Re: Corrupt redo logs and datafiles

From: Mark Bole <makbo_at_pacbell.net>
Date: Tue, 15 Mar 2005 23:08:31 GMT
Message-ID: <PVJZd.10991$C47.4249@newssvr14.news.prodigy.com>

Frank van Bortel wrote:

> SG wrote:
>

>> Hi all.
>>
>> I am new to Oracle so would appreciate any insight as to what are main
>> reasons based on your experience that cause corrupt redo log files and
>> data files? We had a corrupt sysaux.dbf file and constant corrupt redo
>> logs that would stop our application since it was in archive mode and
>> we'd get archiver errors. We tried creating new log groups and that
>> didn't help. We had to constantly clear unarchived log groups,etc. to
>> get it working. We rebuilt the database and used a dmp from the
>> "suspect" dbase to import our custom talbles in our newly created db
>> and tablespace. All had been fine for a month, but now it's happening
>> again. I looked in the alert logs and see that now we have a corrupt
>> system.dbf file. Has anyone had this type of experience? We are
>> running Oracle 10g on Redhat ES 3.0. The kernel version on the system
>> is 2.4.21.4. An identical system with no problems, same hardware, is
>> running kernel version 2.4.21-15.0.3. Seems to point to a hardware
>> issue maybe? Any ideas would be grealty appreciate. TIA.
>>
>> SG
>>
>>
>>

> And the filesystem(s) you use?
> Ext2, ext3, Reiserfs, hardware RAID, software RAID?
> Hardware: SCSI, IDE (tinkered with params?)
> 
> Why are you running unpatched kernels anyway?
> See: http://rhn.redhat.com/errata/RHSA-2005-043.html
> Linux csdb01.cs.nl 2.4.21-27.0.2.EL

Check values of DB_BLOCK_CHECKING and DB_BLOCK_CHECKSUM and adjust for testing if desired.

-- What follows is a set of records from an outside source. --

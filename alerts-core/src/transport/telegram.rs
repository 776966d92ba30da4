use async_trait::async_trait;
use reqwest::{Client, StatusCode};
use serde::{Deserialize, Serialize, de::DeserializeOwned};
use std::time::Duration;
use tracing::warn;

use crate::model::RecipientId;

use super::{Formatting, MessagingTransport, TransportError};

const DEFAULT_BASE_URL: &str = "https://api.telegram.org";
const SEND_TIMEOUT: Duration = Duration::from_secs(15);

/// Telegram Bot API client used both for delivering reports and for
/// long-polling incoming commands.
#[derive(Debug, Clone)]
pub struct TelegramTransport {
    token: String,
    base_url: String,
    http: Client,
}

/// A text message received by the bot.
#[derive(Debug, Clone, PartialEq, Eq)]
pub struct IncomingMessage {
    pub update_id: i64,
    /// Chat to reply into.
    pub chat: RecipientId,
    /// User who sent the message; authorization is checked against this id.
    pub sender: RecipientId,
    pub text: String,
}

#[derive(Debug, Serialize)]
struct SendMessage<'a> {
    chat_id: &'a str,
    text: &'a str,
    #[serde(skip_serializing_if = "Option::is_none")]
    parse_mode: Option<&'a str>,
}

#[derive(Debug, Deserialize)]
struct TgResponse<T> {
    ok: bool,
    result: Option<T>,
    description: Option<String>,
}

#[derive(Debug, Deserialize)]
struct TgUpdate {
    update_id: i64,
    message: Option<TgMessage>,
}

#[derive(Debug, Deserialize)]
struct TgMessage {
    chat: TgEntity,
    from: Option<TgEntity>,
    text: Option<String>,
}

#[derive(Debug, Deserialize)]
struct TgEntity {
    id: i64,
}

impl TelegramTransport {
    pub fn new(token: String) -> Self {
        Self::with_base_url(token, DEFAULT_BASE_URL)
    }

    pub fn with_base_url(token: String, base_url: impl Into<String>) -> Self {
        Self { token, base_url: base_url.into(), http: Client::new() }
    }

    fn method_url(&self, method: &str) -> String {
        format!("{}/bot{}/{method}", self.base_url, self.token)
    }

    async fn call<B: Serialize + ?Sized, T: DeserializeOwned>(
        &self,
        method: &str,
        body: &B,
        timeout: Duration,
        recipient: Option<&RecipientId>,
    ) -> Result<T, TransportError> {
        let res = self
            .http
            .post(self.method_url(method))
            .timeout(timeout)
            .json(body)
            .send()
            .await
            // The request URL embeds the bot token; keep it out of the error.
            .map_err(|e| TransportError::Transport(e.without_url().to_string()))?;

        let status = res.status();
        let body = res
            .text()
            .await
            .map_err(|e| TransportError::Transport(e.without_url().to_string()))?;

        let parsed: TgResponse<T> = serde_json::from_str(&body)
            .map_err(|e| TransportError::Decode(format!("{method}: {e}")))?;

        match (parsed.ok, parsed.result) {
            (true, Some(result)) => Ok(result),
            _ => Err(classify_failure(status, parsed.description, recipient)),
        }
    }

    /// Long-poll for new messages. Returns the messages and the offset to
    /// acknowledge them with on the next call.
    pub async fn get_updates(
        &self,
        offset: Option<i64>,
        timeout_secs: u64,
    ) -> Result<(Vec<IncomingMessage>, Option<i64>), TransportError> {
        let mut body = serde_json::json!({
            "timeout": timeout_secs,
            "allowed_updates": ["message"],
        });
        if let Some(offset) = offset {
            body["offset"] = offset.into();
        }

        let updates: Vec<TgUpdate> = self
            .call("getUpdates", &body, Duration::from_secs(timeout_secs + 10), None)
            .await?;

        let next_offset = updates.iter().map(|u| u.update_id + 1).max().or(offset);
        Ok((incoming_messages(updates), next_offset))
    }
}

fn incoming_messages(updates: Vec<TgUpdate>) -> Vec<IncomingMessage> {
    updates
        .into_iter()
        .filter_map(|u| {
            let message = u.message?;
            let text = message.text?;
            let sender = message.from.map(|f| f.id).unwrap_or(message.chat.id);
            Some(IncomingMessage {
                update_id: u.update_id,
                chat: RecipientId::from(message.chat.id),
                sender: RecipientId::from(sender),
                text,
            })
        })
        .collect()
}

fn classify_failure(
    status: StatusCode,
    description: Option<String>,
    recipient: Option<&RecipientId>,
) -> TransportError {
    let description = description.unwrap_or_else(|| status.to_string());
    match recipient {
        Some(recipient) if status == StatusCode::FORBIDDEN => {
            TransportError::Blocked(recipient.clone())
        }
        _ => TransportError::Transport(format!("{status}: {description}")),
    }
}

fn is_markup_error(err: &TransportError) -> bool {
    matches!(err, TransportError::Transport(msg) if msg.contains("can't parse entities"))
}

#[async_trait]
impl MessagingTransport for TelegramTransport {
    async fn send(
        &self,
        recipient: &RecipientId,
        text: &str,
        formatting: Formatting,
    ) -> Result<(), TransportError> {
        let parse_mode = match formatting {
            Formatting::RichText => Some("Markdown"),
            Formatting::Plain => None,
        };
        let message = SendMessage { chat_id: recipient.as_str(), text, parse_mode };

        let sent: Result<serde_json::Value, _> =
            self.call("sendMessage", &message, SEND_TIMEOUT, Some(recipient)).await;

        match sent {
            Ok(_) => Ok(()),
            // Free-text location names can contain stray markup characters.
            Err(err) if parse_mode.is_some() && is_markup_error(&err) => {
                warn!(%recipient, "markdown rejected, resending as plain text");
                let plain = SendMessage { parse_mode: None, ..message };
                self.call::<_, serde_json::Value>(
                    "sendMessage",
                    &plain,
                    SEND_TIMEOUT,
                    Some(recipient),
                )
                .await
                .map(|_| ())
            }
            Err(err) => Err(err),
        }
    }
}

In my experience, what you describe is similar to problems I've seen with faulty disk controllers or even bad memory modules. What makes it so difficult to trouble-shoot is the intermittent and unpredictable nature -- runs fine for hours, days, even weeks and then errors start cropping up.

-Mark Bole Received on Tue Mar 15 2005 - 17:08:31 CST